WORK ITEM:
Print the following entries without any change.

DATA TO EXAMINE:

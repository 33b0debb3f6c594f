//! Lock-free allocation counters.

use std::fmt;
use std::sync::atomic::{AtomicUsize, Ordering};

/// Atomic counters updated on every allocate/deallocate.
///
/// All updates use relaxed ordering: the counters are advisory and may be
/// observed slightly out of step with each other, but each one is exact.
#[derive(Debug, Default)]
pub struct ArenaStats {
    total_allocations: AtomicUsize,
    current_allocations: AtomicUsize,
    total_bytes_allocated: AtomicUsize,
    peak_memory_usage: AtomicUsize,
    current_memory_usage: AtomicUsize,
    failed_allocations: AtomicUsize,
}

impl ArenaStats {
    /// All counters at zero.
    pub fn new() -> Self {
        Self::default()
    }

    /// Account for a successful allocation of `bytes` bytes.
    pub fn record_allocation(&self, bytes: usize) {
        self.total_allocations.fetch_add(1, Ordering::Relaxed);
        self.current_allocations.fetch_add(1, Ordering::Relaxed);
        self.total_bytes_allocated.fetch_add(bytes, Ordering::Relaxed);
        let current = self.current_memory_usage.fetch_add(bytes, Ordering::Relaxed) + bytes;
        self.peak_memory_usage.fetch_max(current, Ordering::Relaxed);
    }

    /// Account for a release of `bytes` bytes. Counters saturate at zero.
    pub fn record_deallocation(&self, bytes: usize) {
        let _ = self
            .current_allocations
            .fetch_update(Ordering::Relaxed, Ordering::Relaxed, |n| {
                Some(n.saturating_sub(1))
            });
        let _ = self
            .current_memory_usage
            .fetch_update(Ordering::Relaxed, Ordering::Relaxed, |n| {
                Some(n.saturating_sub(bytes))
            });
    }

    /// Account for a request that could not be satisfied.
    pub fn record_failed_allocation(&self) {
        self.failed_allocations.fetch_add(1, Ordering::Relaxed);
    }

    /// Zero every counter.
    pub fn reset(&self) {
        for counter in [
            &self.total_allocations,
            &self.current_allocations,
            &self.total_bytes_allocated,
            &self.peak_memory_usage,
            &self.current_memory_usage,
            &self.failed_allocations,
        ] {
            counter.store(0, Ordering::Relaxed);
        }
    }

    /// Read every counter once.
    pub fn snapshot(&self) -> StatsSnapshot {
        StatsSnapshot {
            total_allocations: self.total_allocations.load(Ordering::Relaxed),
            current_allocations: self.current_allocations.load(Ordering::Relaxed),
            total_bytes_allocated: self.total_bytes_allocated.load(Ordering::Relaxed),
            peak_memory_usage: self.peak_memory_usage.load(Ordering::Relaxed),
            current_memory_usage: self.current_memory_usage.load(Ordering::Relaxed),
            failed_allocations: self.failed_allocations.load(Ordering::Relaxed),
        }
    }

    /// Multi-line human-readable summary.
    pub fn report(&self) -> String {
        self.snapshot().to_string()
    }
}

/// Point-in-time copy of [`ArenaStats`].
#[derive(Clone, Copy, Debug, Default, PartialEq, Eq)]
pub struct StatsSnapshot {
    /// Successful allocations since creation or the last reset.
    pub total_allocations: usize,
    /// Allocations not yet released.
    pub current_allocations: usize,
    /// Sum of block sizes ever handed out.
    pub total_bytes_allocated: usize,
    /// High-water mark of `current_memory_usage`.
    pub peak_memory_usage: usize,
    /// Block bytes currently handed out.
    pub current_memory_usage: usize,
    /// Requests that found no fitting block.
    pub failed_allocations: usize,
}

impl fmt::Display for StatsSnapshot {
    fn fmt(&self, f: &mut fmt::Formatter<'_>) -> fmt::Result {
        writeln!(f, "Arena Statistics:")?;
        writeln!(f, "  Total Allocations: {}", self.total_allocations)?;
        writeln!(f, "  Current Allocations: {}", self.current_allocations)?;
        writeln!(f, "  Total Bytes Allocated: {}", self.total_bytes_allocated)?;
        writeln!(f, "  Peak Memory Usage: {} bytes", self.peak_memory_usage)?;
        writeln!(f, "  Current Memory Usage: {} bytes", self.current_memory_usage)?;
        write!(f, "  Failed Allocations: {}", self.failed_allocations)
    }
}
//! Arena identity.

use std::fmt;
use std::sync::atomic::{AtomicU64, Ordering};

/// Counter for unique [`ArenaId`] allocation.
static ARENA_INSTANCE_COUNTER: AtomicU64 = AtomicU64::new(1);

/// Unique per-instance identifier for an arena.
///
/// Allocated from a monotonic atomic counter via [`ArenaId::next`]. Two
/// arenas never share an ID within a process, even if one is dropped and
/// the other lands at the same address. Used to tag log events so that
/// interleaved output from several arenas can be told apart.
#[derive(Clone, Copy, Debug, PartialEq, Eq, Hash, PartialOrd, Ord)]
pub struct ArenaId(u64);

impl ArenaId {
    /// Allocate a fresh, unique arena ID. Thread-safe.
    pub fn next() -> Self {
        Self(ARENA_INSTANCE_COUNTER.fetch_add(1, Ordering::Relaxed))
    }

    /// The raw counter value.
    pub fn get(self) -> u64 {
        self.0
    }
}

impl fmt::Display for ArenaId {
    fn fmt(&self, f: &mut fmt::Formatter<'_>) -> fmt::Result {
        write!(f, "arena#{}", self.0)
    }
}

EXERCISE ANSWER:
repository 33b0debb3f6c594f
//! Lock-free allocation counters.

use std::fmt;
use std::sync::atomic::{AtomicUsize, Ordering};

/// Atomic counters updated on every allocate/deallocate.
///
/// All updates use relaxed ordering: the counters are advisory and may be
/// observed slightly out of step with each other, but each one is exact.
#[derive(Debug, Default)]
pub struct ArenaStats {
    total_allocations: AtomicUsize,
    current_allocations: AtomicUsize,
    total_bytes_allocated: AtomicUsize,
    peak_memory_usage: AtomicUsize,
    current_memory_usage: AtomicUsize,
    failed_allocations: AtomicUsize,
}

impl ArenaStats {
    /// All counters at zero.
    pub fn new() -> Self {
        Self::default()
    }

    /// Account for a successful allocation of `bytes` bytes.
    pub fn record_allocation(&self, bytes: usize) {
        self.total_allocations.fetch_add(1, Ordering::Relaxed);
        self.current_allocations.fetch_add(1, Ordering::Relaxed);
        self.total_bytes_allocated.fetch_add(bytes, Ordering::Relaxed);
        let current = self.current_memory_usage.fetch_add(bytes, Ordering::Relaxed) + bytes;
        self.peak_memory_usage.fetch_max(current, Ordering::Relaxed);
    }

    /// Account for a release of `bytes` bytes. Counters saturate at zero.
    pub fn record_deallocation(&self, bytes: usize) {
        let _ = self
            .current_allocations
            .fetch_update(Ordering::Relaxed, Ordering::Relaxed, |n| {
                Some(n.saturating_sub(1))
            });
        let _ = self
            .current_memory_usage
            .fetch_update(Ordering::Relaxed, Ordering::Relaxed, |n| {
                Some(n.saturating_sub(bytes))
            });
    }

    /// Account for a request that could not be satisfied.
    pub fn record_failed_allocation(&self) {
        self.failed_allocations.fetch_add(1, Ordering::Relaxed);
    }

    /// Zero every counter.
    pub fn reset(&self) {
        for counter in [
            &self.total_allocations,
            &self.current_allocations,
            &self.total_bytes_allocated,
            &self.peak_memory_usage,
            &self.current_memory_usage,
            &self.failed_allocations,
        ] {
            counter.store(0, Ordering::Relaxed);
        }
    }

    /// Read every counter once.
    pub fn snapshot(&self) -> StatsSnapshot {
        StatsSnapshot {
            total_allocations: self.total_allocations.load(Ordering::Relaxed),
            current_allocations: self.current_allocations.load(Ordering::Relaxed),
            total_bytes_allocated: self.total_bytes_allocated.load(Ordering::Relaxed),
            peak_memory_usage: self.peak_memory_usage.load(Ordering::Relaxed),
            current_memory_usage: self.current_memory_usage.load(Ordering::Relaxed),
            failed_allocations: self.failed_allocations.load(Ordering::Relaxed),
        }
    }

    /// Multi-line human-readable summary.
    pub fn report(&self) -> String {
        self.snapshot().to_string()
    }
}

/// Point-in-time copy of [`ArenaStats`].
#[derive(Clone, Copy, Debug, Default, PartialEq, Eq)]
pub struct StatsSnapshot {
    /// Successful allocations since creation or the last reset.
    pub total_allocations: usize,
    /// Allocations not yet released.
    pub current_allocations: usize,
    /// Sum of block sizes ever handed out.
    pub total_bytes_allocated: usize,
    /// High-water mark of `current_memory_usage`.
    pub peak_memory_usage: usize,
    /// Block bytes currently handed out.
    pub current_memory_usage: usize,
    /// Requests that found no fitting block.
    pub failed_allocations: usize,
}

impl fmt::Display for StatsSnapshot {
    fn fmt(&self, f: &mut fmt::Formatter<'_>) -> fmt::Result {
        writeln!(f, "Arena Statistics:")?;
        writeln!(f, "  Total Allocations: {}", self.total_allocations)?;
        writeln!(f, "  Current Allocations: {}", self.current_allocations)?;
        writeln!(f, "  Total Bytes Allocated: {}", self.total_bytes_allocated)?;
        writeln!(f, "  Peak Memory Usage: {} bytes", self.peak_memory_usage)?;
        writeln!(f, "  Current Memory Usage: {} bytes", self.current_memory_usage)?;
        write!(f, "  Failed Allocations: {}", self.failed_allocations)
    }
}
//! Arena identity.

use std::fmt;
use std::sync::atomic::{AtomicU64, Ordering};

/// Counter for unique [`ArenaId`] allocation.
static ARENA_INSTANCE_COUNTER: AtomicU64 = AtomicU64::new(1);

/// Unique per-instance identifier for an arena.
///
/// Allocated from a monotonic atomic counter via [`ArenaId::next`]. Two
/// arenas never share an ID within a process, even if one is dropped and
/// the other lands at the same address. Used to tag log events so that
/// interleaved output from several arenas can be told apart.
#[derive(Clone, Copy, Debug, PartialEq, Eq, Hash, PartialOrd, Ord)]
pub struct ArenaId(u64);

impl ArenaId {
    /// Allocate a fresh, unique arena ID. Thread-safe.
    pub fn next() -> Self {
        Self(ARENA_INSTANCE_COUNTER.fetch_add(1, Ordering::Relaxed))
    }

    /// The raw counter value.
    pub fn get(self) -> u64 {
        self.0
    }
}

impl fmt::Display for ArenaId {
    fn fmt(&self, f: &mut fmt::Formatter<'_>) -> fmt::Result {
        write!(f, "arena#{}", self.0)
    }
}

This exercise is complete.